◆ WHAT THE TASK ASKS
From the entries below, output the line with "markers: vec![Marker::default(); width" and each following line up to and including the line with "marker.set_treasure();", exactly as written.
+++
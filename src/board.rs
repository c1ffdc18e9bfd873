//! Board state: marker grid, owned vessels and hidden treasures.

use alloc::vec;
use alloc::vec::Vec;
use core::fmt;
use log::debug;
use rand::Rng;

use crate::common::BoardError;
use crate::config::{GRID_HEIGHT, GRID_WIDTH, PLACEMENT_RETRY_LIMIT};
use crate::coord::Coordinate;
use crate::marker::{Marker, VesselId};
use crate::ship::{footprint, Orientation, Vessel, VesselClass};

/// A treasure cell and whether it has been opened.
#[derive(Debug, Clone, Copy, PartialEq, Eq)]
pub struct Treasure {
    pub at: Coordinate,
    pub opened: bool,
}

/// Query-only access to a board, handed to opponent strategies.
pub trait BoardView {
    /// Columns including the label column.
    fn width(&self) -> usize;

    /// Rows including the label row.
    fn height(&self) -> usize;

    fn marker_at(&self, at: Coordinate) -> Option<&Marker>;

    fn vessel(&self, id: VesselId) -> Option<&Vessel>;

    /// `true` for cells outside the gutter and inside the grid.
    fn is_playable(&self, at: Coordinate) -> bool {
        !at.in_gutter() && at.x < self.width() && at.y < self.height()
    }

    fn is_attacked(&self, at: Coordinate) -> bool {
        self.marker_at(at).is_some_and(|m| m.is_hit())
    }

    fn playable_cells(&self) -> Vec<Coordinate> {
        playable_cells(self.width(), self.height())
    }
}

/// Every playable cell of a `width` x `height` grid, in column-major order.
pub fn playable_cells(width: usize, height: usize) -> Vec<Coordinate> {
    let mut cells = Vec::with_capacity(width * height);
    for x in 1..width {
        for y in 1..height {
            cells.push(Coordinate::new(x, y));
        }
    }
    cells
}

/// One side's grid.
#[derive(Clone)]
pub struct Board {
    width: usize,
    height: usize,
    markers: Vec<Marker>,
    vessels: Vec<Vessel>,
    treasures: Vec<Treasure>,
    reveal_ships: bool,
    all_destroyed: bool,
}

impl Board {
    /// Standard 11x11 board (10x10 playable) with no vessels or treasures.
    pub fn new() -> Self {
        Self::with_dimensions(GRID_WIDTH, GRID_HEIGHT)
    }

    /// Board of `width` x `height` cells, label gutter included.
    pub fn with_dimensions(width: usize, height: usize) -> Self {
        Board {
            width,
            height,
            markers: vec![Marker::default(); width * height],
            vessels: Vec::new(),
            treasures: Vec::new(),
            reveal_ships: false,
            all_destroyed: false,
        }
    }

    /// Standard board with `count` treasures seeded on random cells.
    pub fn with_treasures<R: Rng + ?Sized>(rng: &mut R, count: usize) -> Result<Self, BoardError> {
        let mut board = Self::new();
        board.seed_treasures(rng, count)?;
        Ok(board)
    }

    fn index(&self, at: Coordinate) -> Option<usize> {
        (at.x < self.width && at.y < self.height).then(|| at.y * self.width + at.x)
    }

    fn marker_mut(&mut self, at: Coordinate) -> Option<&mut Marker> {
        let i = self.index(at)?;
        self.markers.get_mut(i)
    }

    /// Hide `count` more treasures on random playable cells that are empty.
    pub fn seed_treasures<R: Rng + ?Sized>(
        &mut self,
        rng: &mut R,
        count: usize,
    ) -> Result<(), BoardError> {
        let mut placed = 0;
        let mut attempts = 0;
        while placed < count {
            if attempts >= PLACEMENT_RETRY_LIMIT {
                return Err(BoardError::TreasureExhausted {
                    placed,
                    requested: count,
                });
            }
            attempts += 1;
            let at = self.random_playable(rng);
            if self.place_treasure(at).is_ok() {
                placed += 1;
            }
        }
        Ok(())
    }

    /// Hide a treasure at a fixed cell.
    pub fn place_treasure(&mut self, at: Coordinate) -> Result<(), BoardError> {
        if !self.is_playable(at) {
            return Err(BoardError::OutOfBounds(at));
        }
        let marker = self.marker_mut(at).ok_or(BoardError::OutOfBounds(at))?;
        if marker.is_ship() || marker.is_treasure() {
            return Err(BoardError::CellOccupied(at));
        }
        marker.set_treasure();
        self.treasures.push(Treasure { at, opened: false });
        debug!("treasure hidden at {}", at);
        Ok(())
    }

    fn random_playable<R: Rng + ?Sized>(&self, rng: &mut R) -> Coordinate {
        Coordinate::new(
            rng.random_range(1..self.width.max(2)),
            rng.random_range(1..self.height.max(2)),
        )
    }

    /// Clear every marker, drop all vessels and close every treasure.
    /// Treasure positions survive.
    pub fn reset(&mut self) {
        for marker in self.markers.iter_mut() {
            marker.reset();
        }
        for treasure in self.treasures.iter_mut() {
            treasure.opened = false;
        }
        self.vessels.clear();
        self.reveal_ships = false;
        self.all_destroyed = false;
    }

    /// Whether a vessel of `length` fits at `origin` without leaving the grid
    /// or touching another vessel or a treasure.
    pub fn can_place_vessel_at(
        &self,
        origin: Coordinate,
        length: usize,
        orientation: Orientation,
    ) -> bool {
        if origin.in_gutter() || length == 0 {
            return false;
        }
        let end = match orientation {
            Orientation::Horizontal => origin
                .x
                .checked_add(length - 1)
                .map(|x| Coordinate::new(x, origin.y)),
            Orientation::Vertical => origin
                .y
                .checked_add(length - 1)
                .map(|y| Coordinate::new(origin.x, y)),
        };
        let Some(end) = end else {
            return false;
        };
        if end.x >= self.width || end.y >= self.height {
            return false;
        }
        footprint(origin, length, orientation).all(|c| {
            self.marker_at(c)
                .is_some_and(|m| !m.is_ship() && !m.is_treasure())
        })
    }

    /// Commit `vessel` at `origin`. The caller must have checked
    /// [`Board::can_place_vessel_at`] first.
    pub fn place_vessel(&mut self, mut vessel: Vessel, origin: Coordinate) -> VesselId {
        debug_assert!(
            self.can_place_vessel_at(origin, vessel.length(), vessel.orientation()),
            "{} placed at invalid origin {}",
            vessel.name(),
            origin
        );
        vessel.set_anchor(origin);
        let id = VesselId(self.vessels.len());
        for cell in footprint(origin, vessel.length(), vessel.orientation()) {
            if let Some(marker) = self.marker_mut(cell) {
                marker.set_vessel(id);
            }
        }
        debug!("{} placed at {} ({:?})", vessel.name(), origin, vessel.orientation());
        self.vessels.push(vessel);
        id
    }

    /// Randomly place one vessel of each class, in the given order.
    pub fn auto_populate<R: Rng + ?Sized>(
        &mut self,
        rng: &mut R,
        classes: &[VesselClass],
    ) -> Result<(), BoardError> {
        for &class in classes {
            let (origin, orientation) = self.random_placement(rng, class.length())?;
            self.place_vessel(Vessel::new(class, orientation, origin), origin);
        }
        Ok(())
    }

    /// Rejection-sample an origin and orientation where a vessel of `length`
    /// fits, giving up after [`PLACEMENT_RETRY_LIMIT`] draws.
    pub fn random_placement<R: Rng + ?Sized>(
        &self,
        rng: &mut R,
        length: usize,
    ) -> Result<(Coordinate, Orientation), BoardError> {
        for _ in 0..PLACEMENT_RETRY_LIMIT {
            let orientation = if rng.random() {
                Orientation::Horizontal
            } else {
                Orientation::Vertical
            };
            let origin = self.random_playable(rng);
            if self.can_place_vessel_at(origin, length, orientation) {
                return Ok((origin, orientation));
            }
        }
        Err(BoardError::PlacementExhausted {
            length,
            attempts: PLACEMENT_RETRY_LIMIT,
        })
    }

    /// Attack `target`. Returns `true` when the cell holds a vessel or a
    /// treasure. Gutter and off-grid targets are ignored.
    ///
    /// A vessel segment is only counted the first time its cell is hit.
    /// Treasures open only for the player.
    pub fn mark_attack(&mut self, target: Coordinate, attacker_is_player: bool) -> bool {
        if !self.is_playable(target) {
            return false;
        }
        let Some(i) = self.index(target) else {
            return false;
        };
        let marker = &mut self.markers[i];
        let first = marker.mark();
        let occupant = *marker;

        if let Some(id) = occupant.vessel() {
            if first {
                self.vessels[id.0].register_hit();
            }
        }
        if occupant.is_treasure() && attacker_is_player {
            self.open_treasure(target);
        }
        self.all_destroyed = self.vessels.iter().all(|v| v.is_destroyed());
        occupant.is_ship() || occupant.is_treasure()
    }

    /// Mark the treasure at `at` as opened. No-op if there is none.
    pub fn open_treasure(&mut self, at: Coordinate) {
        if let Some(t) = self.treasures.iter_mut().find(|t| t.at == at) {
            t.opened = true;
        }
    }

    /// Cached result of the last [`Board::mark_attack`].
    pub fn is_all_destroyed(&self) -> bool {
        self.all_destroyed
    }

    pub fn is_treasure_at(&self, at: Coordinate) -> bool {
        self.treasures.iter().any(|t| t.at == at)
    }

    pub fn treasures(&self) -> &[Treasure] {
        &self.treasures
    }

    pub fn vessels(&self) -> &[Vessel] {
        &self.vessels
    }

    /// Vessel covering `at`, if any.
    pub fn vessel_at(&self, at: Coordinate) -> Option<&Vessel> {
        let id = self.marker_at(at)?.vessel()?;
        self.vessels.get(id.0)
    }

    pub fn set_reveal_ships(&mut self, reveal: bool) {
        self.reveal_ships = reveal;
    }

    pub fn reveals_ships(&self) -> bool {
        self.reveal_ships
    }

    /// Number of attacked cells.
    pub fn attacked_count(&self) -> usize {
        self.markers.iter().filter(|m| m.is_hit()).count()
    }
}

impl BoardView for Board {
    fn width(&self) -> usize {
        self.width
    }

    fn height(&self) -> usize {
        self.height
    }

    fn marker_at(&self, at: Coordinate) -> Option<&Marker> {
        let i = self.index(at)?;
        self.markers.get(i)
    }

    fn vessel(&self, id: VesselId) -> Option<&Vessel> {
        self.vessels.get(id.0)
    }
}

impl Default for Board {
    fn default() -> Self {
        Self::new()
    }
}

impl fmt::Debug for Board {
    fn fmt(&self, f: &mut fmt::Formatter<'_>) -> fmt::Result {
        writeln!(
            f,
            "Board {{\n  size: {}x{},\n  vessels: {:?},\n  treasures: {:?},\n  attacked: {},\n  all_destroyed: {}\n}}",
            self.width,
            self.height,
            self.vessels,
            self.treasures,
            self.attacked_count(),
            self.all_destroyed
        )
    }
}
+++
◆ SOLUTION FOR THIS EXERCISE
            markers: vec![Marker::default(); width * height],
            vessels: Vec::new(),
            treasures: Vec::new(),
            reveal_ships: false,
            all_destroyed: false,
        }
    }

    /// Standard board with `count` treasures seeded on random cells.
    pub fn with_treasures<R: Rng + ?Sized>(rng: &mut R, count: usize) -> Result<Self, BoardError> {
        let mut board = Self::new();
        board.seed_treasures(rng, count)?;
        Ok(board)
    }

    fn index(&self, at: Coordinate) -> Option<usize> {
        (at.x < self.width && at.y < self.height).then(|| at.y * self.width + at.x)
    }

    fn marker_mut(&mut self, at: Coordinate) -> Option<&mut Marker> {
        let i = self.index(at)?;
        self.markers.get_mut(i)
    }

    /// Hide `count` more treasures on random playable cells that are empty.
    pub fn seed_treasures<R: Rng + ?Sized>(
        &mut self,
        rng: &mut R,
        count: usize,
    ) -> Result<(), BoardError> {
        let mut placed = 0;
        let mut attempts = 0;
        while placed < count {
            if attempts >= PLACEMENT_RETRY_LIMIT {
                return Err(BoardError::TreasureExhausted {
                    placed,
                    requested: count,
                });
            }
            attempts += 1;
            let at = self.random_playable(rng);
            if self.place_treasure(at).is_ok() {
                placed += 1;
            }
        }
        Ok(())
    }

    /// Hide a treasure at a fixed cell.
    pub fn place_treasure(&mut self, at: Coordinate) -> Result<(), BoardError> {
        if !self.is_playable(at) {
            return Err(BoardError::OutOfBounds(at));
        }
        let marker = self.marker_mut(at).ok_or(BoardError::OutOfBounds(at))?;
        if marker.is_ship() || marker.is_treasure() {
            return Err(BoardError::CellOccupied(at));
        }
        marker.set_treasure();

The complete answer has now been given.